§ Extracted information
//! Process-wide logging and signal handling shared by both binaries

use tokio::signal;
use tracing::warn;
use tracing_subscriber::filter::ParseError;
use tracing_subscriber::EnvFilter;

/// Install the JSON tracing subscriber.
///
/// `RUST_LOG` is honoured first; the crate itself logs at `log_level`.
pub fn init_tracing(log_level: &str) -> Result<(), ParseError> {
    let filter = EnvFilter::from_default_env()
        .add_directive(format!("ani_dispatch={log_level}").parse()?)
        .add_directive("twilight_gateway=info".parse()?)
        .add_directive("async_nats=warn".parse()?);

    tracing_subscriber::fmt().with_env_filter(filter).json().init();
    Ok(())
}

/// Wait for shutdown signal (SIGTERM or SIGINT)
pub async fn shutdown_signal() {
    let ctrl_c = async {
        if let Err(e) = signal::ctrl_c().await {
            warn!(error = %e, "Failed to install Ctrl+C handler");
            std::future::pending::<()>().await;
        }
    };

    #[cfg(unix)]
    let terminate = async {
        match signal::unix::signal(signal::unix::SignalKind::terminate()) {
            Ok(mut sigterm) => {
                sigterm.recv().await;
            }
            Err(e) => {
                warn!(error = %e, "Failed to install SIGTERM handler");
                std::future::pending::<()>().await;
            }
        }
    };

    #[cfg(not(unix))]
    let terminate = std::future::pending::<()>();

    tokio::select! {
        _ = ctrl_c => {},
        _ = terminate => {},
    }
}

§ Task details
Give back the complete material verbatim.

§ Response box
//! Process-wide logging and signal handling shared by both binaries

use tokio::signal;
use tracing::warn;
use tracing_subscriber::filter::ParseError;
use tracing_subscriber::EnvFilter;

/// Install the JSON tracing subscriber.
///
/// `RUST_LOG` is honoured first; the crate itself logs at `log_level`.
pub fn init_tracing(log_level: &str) -> Result<(), ParseError> {
    let filter = EnvFilter::from_default_env()
        .add_directive(format!("ani_dispatch={log_level}").parse()?)
        .add_directive("twilight_gateway=info".parse()?)
        .add_directive("async_nats=warn".parse()?);

    tracing_subscriber::fmt().with_env_filter(filter).json().init();
    Ok(())
}

/// Wait for shutdown signal (SIGTERM or SIGINT)
pub async fn shutdown_signal() {
    let ctrl_c = async {
        if let Err(e) = signal::ctrl_c().await {
            warn!(error = %e, "Failed to install Ctrl+C handler");
            std::future::pending::<()>().await;
        }
    };

    #[cfg(unix)]
    let terminate = async {
        match signal::unix::signal(signal::unix::SignalKind::terminate()) {
            Ok(mut sigterm) => {
                sigterm.recv().await;
            }
            Err(e) => {
                warn!(error = %e, "Failed to install SIGTERM handler");
                std::future::pending::<()>().await;
            }
        }
    };

    #[cfg(not(unix))]
    let terminate = std::future::pending::<()>();

    tokio::select! {
        _ = ctrl_c => {},
        _ = terminate => {},
    }
}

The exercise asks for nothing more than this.